Breve e simpatica come una pioggerella in aprile, segue “Try To Hang You”, canzon che non sconvolge ma nemmeno lascia fango dietro di sé. Il bel tempo è però prossimo: subito insostenibile d’organetto, “Gold Nuggets” è lacrimevole; la tremula voce di Surkamp dirada le nubi mentre la sei corde vibra iridescente. Comincio a pensare che l’ellepì finalmente possa decollare per il gran finale, quand’ecco di nuovo l’ombra del sassofono; pronto a temere il peggio, in realtà sbatto contro una veloce “She Breaks Like A Morning Sky”, appassionata e scoppiettante come le caldarroste sul caminetto d’una sera di novembre. L'ottone di MacKay si dimostra invero dosato ed efficace. Si torna davvero ad alti livelli con la bella “Early Morning On”: il segmento in cui Surkamp veleggia tra cori infantili e celestiali note di tastiera è ai limiti del commovente e l’ossatura d’avorio regge splendidamente il brano, che fonda anche sull’oscuro lavoro del basso di Rick Stockton. Lieta del suo volar pindarico di tastiere, chiude la fremente “Do You See Him Cry”: in sella alla sua voce Surkamp cavalca attraverso verdi praterie sintetizzate e tramonti di violino, fino a giungere al gotico castello del regno progressivo, ove ogni mia recensione trova alloggio.

Orbene, la capacità di scrittura e d’espressione di Surkamp è immutata, la pulizia e la classe dei suoi musici è evidente. Eppure un po’ di magia vien meno: belle canzoni, a volte bellissime, ma il nastro di pathos viene sovente sfilacciato. Non ha torto chi considera "At The Sound Of The Bell" inferiore al predecessore; un ottimo album, comunque, che viene apprezzato ancor più dopo diversi ascolti.

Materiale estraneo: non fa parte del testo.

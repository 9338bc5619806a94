//! The flux-corrected transport step.

use crate::coefficients::{courant_numbers, diffusion_coefficients, max_courant};
use crate::error::TransportError;
use crate::limiter::limit_fluxes;
use crate::scratch::TransportScratch;

/// Diagnostics from one transport step.
#[derive(Clone, Copy, Debug, Default, PartialEq)]
pub struct TransportStats {
    /// Largest `|epsilon|` over all interfaces.
    ///
    /// The scheme assumes this stays at or below 1 (and is positive for
    /// values up to 0.5). The kernel reports it; callers decide what to do.
    pub max_courant: f64,
    /// Interface where `max_courant` first occurs.
    pub max_courant_interface: usize,
}

/// Flux-corrected transport kernel with owned scratch space.
///
/// Stateless between calls apart from reusing its buffers: the output of
/// a step depends only on that step's inputs.
///
/// # Examples
///
/// ```
/// use fluxcorr_transport::FctTransport;
///
/// let mut fct = FctTransport::with_capacity(8);
/// let u = [0.0, 0.0, 0.0, 4.0, 4.0, 0.0, 0.0, 0.0];
/// let v = [0.0, 0.0, 0.0, 1.0, 1.0, 0.0, 0.0, 0.0];
/// let mut next = [0.0; 8];
/// let stats = fct.transport_into(&u, &v, 0.25, 1.0, &mut next).unwrap();
/// assert!(stats.max_courant <= 0.25);
/// assert_eq!(next[0], u[0]);
/// assert_eq!(next[7], u[7]);
/// ```
#[derive(Clone, Debug, Default)]
pub struct FctTransport {
    scratch: TransportScratch,
}

impl FctTransport {
    /// Smallest field the stencil supports.
    pub const MIN_CELLS: usize = 4;

    /// Create a kernel with empty scratch; buffers grow on first use.
    pub fn new() -> Self {
        Self::default()
    }

    /// Create a kernel with scratch pre-sized for `cells` cells.
    pub fn with_capacity(cells: usize) -> Self {
        Self {
            scratch: TransportScratch::new(cells),
        }
    }

    /// Intermediate buffers from the most recent step.
    pub fn scratch(&self) -> &TransportScratch {
        &self.scratch
    }

    /// Advance `u` by one step of length `dt` under velocity `v`, writing
    /// the result into `out`.
    ///
    /// # Errors
    ///
    /// Returns [`TransportError`] without touching `out` if the field is
    /// shorter than [`MIN_CELLS`](Self::MIN_CELLS), any slice length
    /// differs from `u.len()`, `dt` or `dx` is not finite and positive, or
    /// an input value is not finite.
    pub fn transport_into(
        &mut self,
        u: &[f64],
        v: &[f64],
        dt: f64,
        dx: f64,
        out: &mut [f64],
    ) -> Result<TransportStats, TransportError> {
        check_inputs(u, v, dt, dx, out.len())?;
        let n = u.len();
        self.scratch.resize(n);
        let buf = self.scratch.buffers();

        // Stage 1: interface coefficients.
        courant_numbers(v, dt, dx, buf.epsilon);
        diffusion_coefficients(buf.epsilon, buf.nu, buf.mu);
        let (max_courant, max_courant_interface) = max_courant(buf.epsilon);

        // Stage 2: provisional transported and diffused field.
        let eps = &*buf.epsilon;
        let nu = &*buf.nu;
        let ut = &mut *buf.provisional;
        ut[0] = u[0];
        ut[n - 1] = u[n - 1];
        for i in 1..n - 1 {
            let advective = 0.5 * (eps[i + 1] * (u[i + 1] + u[i]) - eps[i] * (u[i] + u[i - 1]));
            let diffusive = nu[i + 1] * (u[i + 1] - u[i]) - nu[i] * (u[i] - u[i - 1]);
            ut[i] = u[i] - advective + diffusive;
        }

        // Stage 3: raw antidiffusive fluxes.
        let mu = &*buf.mu;
        let phi = &mut *buf.raw_flux;
        phi[0] = 0.0;
        phi[n] = 0.0;
        for i in 1..n {
            phi[i] = mu[i] * (ut[i] - ut[i - 1]);
        }

        // Stage 4: limit.
        limit_fluxes(ut, phi, buf.limited_flux);

        // Stage 5: corrected update.
        let phi_tilde = &*buf.limited_flux;
        for (i, out) in out.iter_mut().enumerate() {
            *out = ut[i] - phi_tilde[i + 1] + phi_tilde[i];
        }

        Ok(TransportStats {
            max_courant,
            max_courant_interface,
        })
    }

    /// Advance `u` by one step and return the new field.
    pub fn transport(
        &mut self,
        u: &[f64],
        v: &[f64],
        dt: f64,
        dx: f64,
    ) -> Result<Vec<f64>, TransportError> {
        let mut out = vec![0.0; u.len()];
        self.transport_into(u, v, dt, dx, &mut out)?;
        Ok(out)
    }
}

/// Advance `u` by one flux-corrected transport step.
///
/// Convenience wrapper allocating fresh scratch; use [`FctTransport`] to
/// reuse buffers across steps.
pub fn fct_transport(u: &[f64], v: &[f64], dt: f64, dx: f64) -> Result<Vec<f64>, TransportError> {
    FctTransport::new().transport(u, v, dt, dx)
}

fn check_inputs(
    u: &[f64],
    v: &[f64],
    dt: f64,
    dx: f64,
    out_len: usize,
) -> Result<(), TransportError> {
    let n = u.len();
    if n < FctTransport::MIN_CELLS {
        return Err(TransportError::GridTooSmall {
            cells: n,
            min: FctTransport::MIN_CELLS,
        });
    }
    for (what, got) in [("velocity", v.len()), ("output", out_len)] {
        if got != n {
            return Err(TransportError::LengthMismatch {
                what,
                expected: n,
                got,
            });
        }
    }
    for (name, value) in [("dt", dt), ("dx", dx)] {
        if !value.is_finite() || value <= 0.0 {
            return Err(TransportError::InvalidStep { name, value });
        }
    }
    for (what, values) in [("field", u), ("velocity", v)] {
        if let Some(index) = values.iter().position(|x| !x.is_finite()) {
            return Err(TransportError::NonFiniteInput { what, index });
        }
    }
    Ok(())
}
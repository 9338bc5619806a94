//! Error types for the transport kernel.

use thiserror::Error;

/// Precondition violations detected before a transport step runs.
///
/// The kernel never reads out of bounds: every input is checked up front
/// and rejected with one of these variants instead.
#[derive(Clone, Debug, PartialEq, Error)]
pub enum TransportError {
    /// The field has fewer cells than the stencil needs.
    #[error("transport needs at least {min} cells, got {cells}")]
    GridTooSmall {
        /// Cells supplied.
        cells: usize,
        /// Minimum supported.
        min: usize,
    },
    /// An input or output slice does not match the field length.
    #[error("{what} has {got} cells, expected {expected}")]
    LengthMismatch {
        /// Which slice was wrong.
        what: &'static str,
        /// Length of the transported field.
        expected: usize,
        /// Length actually supplied.
        got: usize,
    },
    /// `dt` or `dx` is NaN, infinite, zero, or negative.
    #[error("invalid transport parameters: {name} must be finite and positive, got {value}")]
    InvalidStep {
        /// `"dt"` or `"dx"`.
        name: &'static str,
        /// The rejected value.
        value: f64,
    },
    /// A field or velocity value is NaN or infinite.
    #[error("non-finite {what} value at cell {index}")]
    NonFiniteInput {
        /// `"field"` or `"velocity"`.
        what: &'static str,
        /// First offending cell.
        index: usize,
    },
}
//! CSV snapshot reader.
//!
//! [`CsvSnapshotReader`] reads records from any `BufRead` source, line by
//! line; [`group_frames`] regroups a record stream into per-time frames.

use std::io::BufRead;

use crate::error::LogError;
use crate::record::{parse_record, SnapshotRecord};

/// Reads snapshot records from a text stream.
///
/// Generic over `R: BufRead` so tests can use `&[u8]` and production
/// code can use `BufReader<File>`. Parse errors carry the reader's
/// [`name`](Self::name) and the 1-based line number.
#[derive(Debug)]
pub struct CsvSnapshotReader<R: BufRead> {
    reader: R,
    name: String,
    lines_read: usize,
    line: String,
}

impl<R: BufRead> CsvSnapshotReader<R> {
    /// Wrap a text stream, named `"log"` in error messages.
    pub fn new(reader: R) -> Self {
        Self::with_name(reader, "log")
    }

    /// Wrap a text stream with a name for error messages (usually a path).
    pub fn with_name(reader: R, name: impl Into<String>) -> Self {
        Self {
            reader,
            name: name.into(),
            lines_read: 0,
            line: String::new(),
        }
    }

    /// Name used in error messages.
    pub fn name(&self) -> &str {
        &self.name
    }

    /// Lines consumed so far.
    pub fn lines_read(&self) -> usize {
        self.lines_read
    }

    /// Read the next record, or `None` at end of input.
    pub fn next_record(&mut self) -> Result<Option<SnapshotRecord>, LogError> {
        self.line.clear();
        if self.reader.read_line(&mut self.line)? == 0 {
            return Ok(None);
        }
        self.lines_read += 1;
        parse_record(&self.line)
            .map(Some)
            .map_err(|error| LogError::Malformed {
                log: self.name.clone(),
                line: self.lines_read,
                error,
            })
    }

    /// Convert into a record iterator.
    pub fn records(self) -> Records<R> {
        Records {
            reader: self,
            done: false,
        }
    }
}

/// Iterator adapter over snapshot records. Stops after the first error.
#[derive(Debug)]
pub struct Records<R: BufRead> {
    reader: CsvSnapshotReader<R>,
    done: bool,
}

impl<R: BufRead> Iterator for Records<R> {
    type Item = Result<SnapshotRecord, LogError>;

    fn next(&mut self) -> Option<Self::Item> {
        if self.done {
            return None;
        }
        match self.reader.next_record() {
            Ok(Some(record)) => Some(Ok(record)),
            Ok(None) => {
                self.done = true;
                None
            }
            Err(e) => {
                self.done = true;
                Some(Err(e))
            }
        }
    }
}

/// All cells sharing one snapshot time.
#[derive(Clone, Debug, Default, PartialEq)]
pub struct SnapshotFrame {
    /// Simulation time of the frame.
    pub time: f64,
    /// Cell positions in file order.
    pub positions: Vec<f64>,
    /// Cell velocities.
    pub velocity: Vec<f64>,
    /// Cell densities.
    pub density: Vec<f64>,
}

impl SnapshotFrame {
    fn start(record: &SnapshotRecord) -> Self {
        let mut frame = Self {
            time: record.time,
            ..Self::default()
        };
        frame.push(record);
        frame
    }

    fn push(&mut self, record: &SnapshotRecord) {
        self.positions.push(record.position);
        self.velocity.push(record.velocity);
        self.density.push(record.density);
    }

    /// Number of cells in the frame.
    pub fn len(&self) -> usize {
        self.positions.len()
    }

    /// Whether the frame has no cells.
    pub fn is_empty(&self) -> bool {
        self.positions.is_empty()
    }
}

/// Group consecutive records with equal time into frames.
pub fn group_frames<I>(records: I) -> Vec<SnapshotFrame>
where
    I: IntoIterator<Item = SnapshotRecord>,
{
    let mut frames: Vec<SnapshotFrame> = Vec::new();
    for record in records {
        match frames.last_mut() {
            Some(frame) if frame.time == record.time => frame.push(&record),
            _ => frames.push(SnapshotFrame::start(&record)),
        }
    }
    frames
}

/// Read a whole log and group it into frames.
pub fn read_frames<R: BufRead>(reader: CsvSnapshotReader<R>) -> Result<Vec<SnapshotFrame>, LogError> {
    let records = reader.records().collect::<Result<Vec<_>, _>>()?;
    Ok(group_frames(records))
}
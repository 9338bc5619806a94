//! Error types for snapshot logs.

use std::io;

use thiserror::Error;

/// Why a single line is not a valid snapshot record.
#[derive(Clone, Debug, PartialEq, Error)]
pub enum RecordError {
    /// The line does not split into exactly four comma-separated tokens.
    #[error("expected 4 comma-separated values, found {found}")]
    WrongTokenCount {
        /// Tokens found.
        found: usize,
    },
    /// A token is empty or whitespace.
    #[error("empty value in column {column}")]
    EmptyToken {
        /// 1-based column.
        column: usize,
    },
    /// A token does not parse as a floating-point number.
    #[error("column {column}: {token:?} is not a number")]
    InvalidNumber {
        /// 1-based column.
        column: usize,
        /// The offending token.
        token: String,
    },
}

/// Errors that can occur while writing, reading or comparing logs.
#[derive(Debug, Error)]
pub enum LogError {
    /// An I/O error occurred during read or write.
    #[error("I/O error: {0}")]
    Io(#[from] io::Error),
    /// A line could not be parsed.
    #[error("{log}, line {line}: {error}")]
    Malformed {
        /// Name of the log the line came from.
        log: String,
        /// 1-based line number.
        line: usize,
        /// What was wrong with it.
        #[source]
        error: RecordError,
    },
    /// One log ended before the other.
    #[error("logs have different numbers of lines: {shorter} ends after {lines}")]
    LineCountMismatch {
        /// Name of the log that ended first.
        shorter: String,
        /// Lines it contained.
        lines: usize,
    },
    /// The comparison tolerance is NaN or negative.
    #[error("tolerance must be a non-negative number, got {value}")]
    InvalidTolerance {
        /// The rejected value.
        value: f64,
    },
}
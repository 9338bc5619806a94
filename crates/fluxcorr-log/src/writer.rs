//! CSV snapshot writer.
//!
//! [`CsvSnapshotWriter`] streams snapshots to any `Write` sink, one
//! `time,position,velocity,density` line per cell.

use std::io::Write;

use fluxcorr_core::{SinkError, Snapshot, SnapshotSink};

use crate::format::Scientific;

/// Writes snapshots as CSV lines to a byte stream.
///
/// Generic over `W: Write` so tests can use `Vec<u8>` and production
/// code can use `BufWriter<File>`. The stream is released when the writer
/// is dropped; call [`finish`](SnapshotSink::finish) first to surface
/// flush errors.
///
/// # Examples
///
/// ```
/// use fluxcorr_core::{Snapshot, SnapshotSink};
/// use fluxcorr_log::{CsvSnapshotReader, CsvSnapshotWriter};
///
/// let snap = Snapshot {
///     step: 0,
///     time: 0.0,
///     positions: &[0.0, 1.0],
///     velocity: &[10.0, 0.0],
///     density: &[25.0, 0.0],
///     momentum: &[250.0, 0.0],
/// };
/// let mut writer = CsvSnapshotWriter::new(Vec::new());
/// writer.write_snapshot(&snap).unwrap();
/// writer.finish().unwrap();
/// assert_eq!(writer.records_written(), 2);
/// let bytes = writer.into_inner();
///
/// let mut reader = CsvSnapshotReader::new(bytes.as_slice());
/// let first = reader.next_record().unwrap().unwrap();
/// assert_eq!(first.density, 25.0);
/// ```
#[derive(Debug)]
pub struct CsvSnapshotWriter<W: Write> {
    writer: W,
    records_written: u64,
    snapshots_written: u64,
}

impl<W: Write> CsvSnapshotWriter<W> {
    /// Wrap a byte stream. Nothing is written until the first snapshot.
    pub fn new(writer: W) -> Self {
        Self {
            writer,
            records_written: 0,
            snapshots_written: 0,
        }
    }

    /// Lines written so far.
    pub fn records_written(&self) -> u64 {
        self.records_written
    }

    /// Snapshots written so far.
    pub fn snapshots_written(&self) -> u64 {
        self.snapshots_written
    }

    /// Unwrap the underlying stream without flushing.
    pub fn into_inner(self) -> W {
        self.writer
    }
}

impl<W: Write> SnapshotSink for CsvSnapshotWriter<W> {
    fn write_snapshot(&mut self, snapshot: &Snapshot<'_>) -> Result<(), SinkError> {
        snapshot.check_shape()?;
        let time = Scientific(snapshot.time);
        for cell in snapshot.cells() {
            writeln!(
                self.writer,
                "{time},{},{},{}",
                Scientific(cell.position),
                Scientific(cell.velocity),
                Scientific(cell.density)
            )?;
            self.records_written += 1;
        }
        self.snapshots_written += 1;
        Ok(())
    }

    fn finish(&mut self) -> Result<(), SinkError> {
        self.writer.flush()?;
        Ok(())
    }
}

#[cfg(test)]
mod tests {
    use super::*;
    use std::io;

    fn snapshot<'a>(time: f64, density: &'a [f64], positions: &'a [f64]) -> Snapshot<'a> {
        Snapshot {
            step: 1,
            time,
            positions,
            velocity: density,
            density,
            momentum: density,
        }
    }

    #[test]
    fn writes_one_line_per_cell() {
        let mut w = CsvSnapshotWriter::new(Vec::new());
        w.write_snapshot(&snapshot(0.04, &[25.0, 0.0], &[0.0, 1.0]))
            .unwrap();
        let text = String::from_utf8(w.into_inner()).unwrap();
        assert_eq!(
            text,
            "4.000000e-02,0.000000e+00,2.500000e+01,2.500000e+01\n\
             4.000000e-02,1.000000e+00,0.000000e+00,0.000000e+00\n"
        );
    }

    #[test]
    fn counts_records_and_snapshots() {
        let mut w = CsvSnapshotWriter::new(Vec::new());
        for t in [0.0, 0.1, 0.2] {
            w.write_snapshot(&snapshot(t, &[1.0; 5], &[0.0; 5])).unwrap();
        }
        assert_eq!(w.records_written(), 15);
        assert_eq!(w.snapshots_written(), 3);
        assert_eq!(w.into_inner().iter().filter(|&&b| b == b'\n').count(), 15);
    }

    #[test]
    fn rejects_ragged_snapshot_before_writing() {
        let mut w = CsvSnapshotWriter::new(Vec::new());
        let snap = Snapshot {
            step: 0,
            time: 0.0,
            positions: &[0.0, 1.0],
            velocity: &[0.0],
            density: &[0.0, 0.0],
            momentum: &[0.0, 0.0],
        };
        assert!(matches!(
            w.write_snapshot(&snap),
            Err(SinkError::ShapeMismatch { .. })
        ));
        assert_eq!(w.records_written(), 0);
        assert!(w.into_inner().is_empty());
    }

    struct BrokenPipe;

    impl Write for BrokenPipe {
        fn write(&mut self, _buf: &[u8]) -> io::Result<usize> {
            Err(io::Error::new(io::ErrorKind::BrokenPipe, "closed"))
        }
        fn flush(&mut self) -> io::Result<()> {
            Err(io::Error::new(io::ErrorKind::BrokenPipe, "closed"))
        }
    }

    #[test]
    fn io_errors_surface_as_sink_errors() {
        let mut w = CsvSnapshotWriter::new(BrokenPipe);
        let err = w
            .write_snapshot(&snapshot(0.0, &[1.0], &[0.0]))
            .unwrap_err();
        assert!(matches!(err, SinkError::Io(ref e) if e.kind() == io::ErrorKind::BrokenPipe));
        assert!(matches!(w.finish(), Err(SinkError::Io(_))));
    }
}
//! Uniform cell-centred 1-D grid.

use crate::error::GridError;

/// A one-dimensional grid of `N` equal-width cells.
///
/// Cell `i` is centred at `i * dx`. Interface `i` separates cell `i - 1`
/// from cell `i`; interface `0` lies left of the first cell and interface
/// `N` right of the last, so there is always one more interface than
/// there are cells.
///
/// The grid is immutable after construction and caches its cell centres
/// so snapshots can borrow them without reallocating.
///
/// # Examples
///
/// ```
/// use fluxcorr_grid::UniformGrid;
///
/// let grid = UniformGrid::new(5, 2.0).unwrap();
/// assert_eq!(grid.cell_count(), 5);
/// assert_eq!(grid.interface_count(), 6);
/// assert_eq!(grid.center(3), 6.0);
/// assert_eq!(grid.length(), 10.0);
/// ```
#[derive(Clone, Debug, PartialEq)]
pub struct UniformGrid {
    cell_width: f64,
    centers: Vec<f64>,
}

impl UniformGrid {
    /// Smallest grid the transport stencil supports: every interior
    /// interface reads two cells on either side.
    pub const MIN_CELLS: usize = 4;

    /// Create a grid with `cell_count` cells of width `cell_width`.
    ///
    /// Returns `Err(GridError::TooFewCells)` if `cell_count < MIN_CELLS`, or
    /// `Err(GridError::InvalidCellWidth)` if the width is not finite and
    /// positive.
    pub fn new(cell_count: usize, cell_width: f64) -> Result<Self, GridError> {
        if cell_count < Self::MIN_CELLS {
            return Err(GridError::TooFewCells {
                got: cell_count,
                min: Self::MIN_CELLS,
            });
        }
        if !cell_width.is_finite() || cell_width <= 0.0 {
            return Err(GridError::InvalidCellWidth { value: cell_width });
        }
        let centers = (0..cell_count).map(|i| i as f64 * cell_width).collect();
        Ok(Self {
            cell_width,
            centers,
        })
    }

    /// Number of cells.
    pub fn cell_count(&self) -> usize {
        self.centers.len()
    }

    /// Number of interfaces (`cell_count() + 1`).
    pub fn interface_count(&self) -> usize {
        self.centers.len() + 1
    }

    /// Width of every cell.
    pub fn cell_width(&self) -> f64 {
        self.cell_width
    }

    /// Total extent covered by the cells.
    pub fn length(&self) -> f64 {
        self.cell_width * self.centers.len() as f64
    }

    /// Centre of cell `i`.
    ///
    /// # Panics
    ///
    /// Panics if `i >= cell_count()`.
    pub fn center(&self, i: usize) -> f64 {
        self.centers[i]
    }

    /// All cell centres in order.
    pub fn centers(&self) -> &[f64] {
        &self.centers
    }
}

A questo presunto ultimo battito seguì in realtà nel ’77 un “Third”, edito solo nel 1994 dalla TRC. Fine? No.

Righe fa, prima di perdermi nei meandri dei miei discorsi, parlai di una cometa: nonostante gli album di questa incantevole band si contino sulle dita della mano di Topolino, essa non è una meteora, bensì una cometa: come ben sa il diligente lettore, le comete ritornano. Surkamp sciolse il gruppo quando si rese conto che la casa discografica (a quei tempi la Columbia) chiedeva loro di produrre “musica di merda” (testuale) a fini commerciali; i contatti tuttavia rimasero e gli strumenti si mantennero caldi. Da una reunion nacque nel 1990 un quarto album, tal “Lost In America” (per un’etichetta improponibile quale la Telectro), fino alla voce che infin mi giunse di un tour fresco fresco; magari, chissà… forse la voce da trampoliere di Surkamp porterà ancora una squarcio di luce su questo mondo.